Finalmente, em guisa de desfecho, transcrevo preciosas palavras insertas em obra reservada chamada Livro do Graal, da autoria do Venerável Mestre JHS, onde a dado trecho é revelado:

Na lenda do GRAAL figura, por exemplo, a de Lohengrin, quando ele é forçado a revelar a Elsa, diante de seu pai e de toda a corte, o seu verdadeiro nome e origem: “Eu sou Lohengrin, e meu Pai é Parsifal”. E depois relata que tais cavaleiros velam pelo Graal, expresso numa Taça contendo o Sangue de Cristo. E que anualmente “uma Pomba desce do Céu para renovar o Mistério contido na referida Taça”… E depois parte na mesma barquinha em que veio, puxada por um cisne branco.

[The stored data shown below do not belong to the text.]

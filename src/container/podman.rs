//! Podman adapter
//!
//! Drives the `podman` CLI in remote mode against the service socket
//! started by [`super::RuntimeDaemon`]. Every call goes through a
//! [`CommandRunner`] so the exact invocations can be asserted in tests.

use std::path::Path;

use localstack_builder::runner::RunnerError;
use localstack_builder::{CommandRunner, CommandSpec};

use super::runtime::{ContainerRuntime, ContainerSpec, ContainerState, RuntimeError};

/// `podman --url <socket> ...`
pub struct PodmanRuntime<'a> {
    runner: &'a dyn CommandRunner,
    url: String,
}

impl<'a> PodmanRuntime<'a> {
    pub fn new(runner: &'a dyn CommandRunner, socket: &Path) -> Self {
        Self {
            runner,
            url: format!("unix://{}", socket.display()),
        }
    }

    fn podman(&self) -> CommandSpec {
        CommandSpec::new("podman").args(["--url", self.url.as_str()])
    }

    fn run(&self, spec: &CommandSpec) -> Result<i32, RuntimeError> {
        self.runner
            .run(spec)
            .map(|out| out.status)
            .map_err(|e| command_error(spec, e))
    }

    /// `exists` subcommands answer with exit status 0 or 1
    fn exists(&self, spec: CommandSpec) -> Result<bool, RuntimeError> {
        let spec = spec.accept_exit(1).capture();
        match self.runner.run(&spec) {
            Ok(out) => Ok(out.status == 0),
            Err(RunnerError::Failed { code: Some(1), .. }) => Ok(false),
            Err(e) => Err(command_error(&spec, e)),
        }
    }
}

fn command_error(spec: &CommandSpec, error: RunnerError) -> RuntimeError {
    match error {
        RunnerError::Spawn { .. } => RuntimeError::Unreachable(error.to_string()),
        other => RuntimeError::Command {
            command: spec.display(),
            message: other.to_string(),
        },
    }
}

impl ContainerRuntime for PodmanRuntime<'_> {
    fn ensure_volume(&self, name: &str) -> Result<bool, RuntimeError> {
        if self.exists(self.podman().args(["volume", "exists", name]))? {
            return Ok(false);
        }
        self.run(&self.podman().args(["volume", "create", name]).capture())?;
        Ok(true)
    }

    fn container_exists(&self, name: &str) -> Result<bool, RuntimeError> {
        self.exists(self.podman().args(["container", "exists", name]))
    }

    fn remove_container(&self, name: &str) -> Result<(), RuntimeError> {
        self.run(&self.podman().args(["rm", "--force", name]).capture())?;
        Ok(())
    }

    fn create_container(&self, spec: &ContainerSpec) -> Result<String, RuntimeError> {
        let mut cmd = self
            .podman()
            .args(["create", "--tty", "--name", spec.name.as_str()]);
        for volume in &spec.volumes {
            cmd = cmd.arg("--volume").arg(format!("{}:{}", volume.name, volume.dest));
        }
        for bind in &spec.binds {
            cmd = cmd.arg("--mount").arg(format!(
                "type=bind,source={},destination={}",
                bind.source.display(),
                bind.dest
            ));
        }
        cmd = cmd.arg(spec.image.as_str()).args(spec.command.iter().cloned()).capture();

        let out = self.runner.run(&cmd).map_err(|e| command_error(&cmd, e))?;
        let id = out.stdout.trim().to_string();
        if id.is_empty() {
            return Err(RuntimeError::Command {
                command: cmd.display(),
                message: "no container id returned".to_string(),
            });
        }
        Ok(id)
    }

    fn start(&self, id: &str) -> Result<(), RuntimeError> {
        self.run(&self.podman().args(["start", id]).capture())?;
        Ok(())
    }

    fn wait(&self, id: &str, state: ContainerState) -> Result<(), RuntimeError> {
        self.run(
            &self
                .podman()
                .args(["wait", "--condition", state.as_str(), id])
                .capture(),
        )?;
        Ok(())
    }

    fn exec_attached(
        &self,
        id: &str,
        command: &[String],
        env: &[(String, String)],
    ) -> Result<i32, RuntimeError> {
        let mut cmd = self.podman().args(["exec", "--interactive", "--tty"]);
        for (key, value) in env {
            cmd = cmd.arg("--env").arg(format!("{}={}", key, value));
        }
        cmd = cmd.arg(id).args(command.iter().cloned());

        match self.runner.run(&cmd) {
            Ok(out) => Ok(out.status),
            Err(RunnerError::Failed { code: Some(code), .. }) => Ok(code),
            Err(e) => Err(command_error(&cmd, e)),
        }
    }

    fn stop(&self, id: &str) -> Result<(), RuntimeError> {
        self.run(&self.podman().args(["stop", id]).capture())?;
        Ok(())
    }

    fn build_image(&self, context: &Path, tag: &str) -> Result<(), RuntimeError> {
        let dockerfile = context.join("Dockerfile");
        self.run(
            &self
                .podman()
                .args(["build", "--layers", "--pull=newer", "--tag", tag, "--file"])
                .arg(dockerfile.to_string_lossy())
                .arg(context.to_string_lossy()),
        )?;
        Ok(())
    }
}

#[cfg(test)]
mod tests {
    use super::*;
    use crate::container::runtime::{BindMount, VolumeMount};
    use localstack_builder::RecordingRunner;
    use std::path::PathBuf;

    const SOCKET: &str = "/tmp/localstack.sock";

    #[test]
    fn test_volume_created_only_when_missing() {
        let runner = RecordingRunner::new().fail_always("volume exists localstack-keys");
        let podman = PodmanRuntime::new(&runner, Path::new(SOCKET));

        assert!(!podman.ensure_volume("localstack-build").unwrap());
        assert_eq!(runner.count("volume create"), 0);

        assert!(podman.ensure_volume("localstack-keys").unwrap());
        assert_eq!(runner.count("volume create localstack-keys"), 1);
    }

    #[test]
    fn test_create_container_arguments() {
        let runner = RecordingRunner::new().respond("podman --url unix:///tmp/localstack.sock create", "abc123\n");
        let podman = PodmanRuntime::new(&runner, Path::new(SOCKET));
        let spec = ContainerSpec {
            name: "localstack-build".to_string(),
            image: "localstack-build-image".to_string(),
            volumes: vec![VolumeMount {
                name: "localstack-build".to_string(),
                dest: "/build".to_string(),
            }],
            binds: vec![BindMount {
                source: PathBuf::from("/home/u/.localstack/mounts/release"),
                dest: "/release".to_string(),
            }],
            command: vec!["sleep".to_string(), "infinity".to_string()],
        };

        assert_eq!(podman.create_container(&spec).unwrap(), "abc123");
        let commands = runner.commands();
        assert_eq!(
            commands[0],
            "podman --url unix:///tmp/localstack.sock create --tty --name localstack-build \
             --volume localstack-build:/build \
             --mount type=bind,source=/home/u/.localstack/mounts/release,destination=/release \
             localstack-build-image sleep infinity"
        );
    }

    #[test]
    fn test_exec_returns_exit_code() {
        let runner = RecordingRunner::new().fail_always("exec");
        let podman = PodmanRuntime::new(&runner, Path::new(SOCKET));
        let code = podman
            .exec_attached("abc123", &["true".to_string()], &[])
            .unwrap();
        assert_ne!(code, 0);
    }
}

Lohengrin, Artus e outros mais cavaleiros, figuram em todas as lendas relacionadas com o Graal. Na vida de Buda, entretanto, fala-se nas 4 Taças ou Cálices. O Mistério da Comunhão Espiritual do Homem com a sua própria Divindade, expressa em seu Eu ou Consciência Interna.

Por tudo isso e muito mais ainda, é que no Altar do nosso Templo figura uma GRANDE TAÇA ou CÁLICE, circundada por dois candelabros de 7 velas cada um (os Sete Arcanjos, Dhyan-Choans, Swans, Sweens que têm por expressão viva o próprio CISNE das referidas lendas). Por detrás do Cálice está a Tríade Superior, ou o Triângulo do Supremo Arquitecto. Haverá, por acaso, na Face da Terra um Templo que alegorize – com tanta elevação e transcendência – o Mistério da União do Homem com a sua Consciência? Mas, justamente pela razão daqueles Templos do Cristianismo possuírem a sua parte esotérica, que talvez a própria Igreja a desconheça, é que eles figuram em forma septenária em torno do nosso Templo. Templo dedicado a todas as religiões do mundo, e consequentemente à PAZ UNIVERSAL, para não dizer, ao Culto de Melkitsedek, que é o da “Comunhão Espiritual” entre todos os seres da Terra.

OBRAS CONSULTADAS

Vitor Manuel Adrião, Guia de Lisboa Insólita. Éditons Jonglez, Paris, 2010.

René Guénon, O Rei do Mundo. Editorial Minerva, Lisboa, 1978.

Jean Tourniac, Melquisedeque ou a Tradição Primordial. Madras Editora Ltda., São Paulo, 2006.

Comunidade Teúrgica Portuguesa, Grau Munindra, monografia n.º 56, O Pramantha Mágico a Luzir – I.

Sebastião Vieira Vidal, Akbel – Novo Pramantha a Luzir (Novo Paluz), 1965. Edição reservada da Comunidade Teúrgica Portuguesa.

Lorenzo Paolo Domiciani, O Mistério do Santo Graal. Revista “Dhâranâ”, Maio/Junho de 1954, São Paulo.

Lorenzo Paolo Domiciani, O Mistério do Cálice. Revista “Dhâranâ”, Julho/Agosto de 1954, São Paulo.

Henrique José de Souza, Livro do Graal, 1950.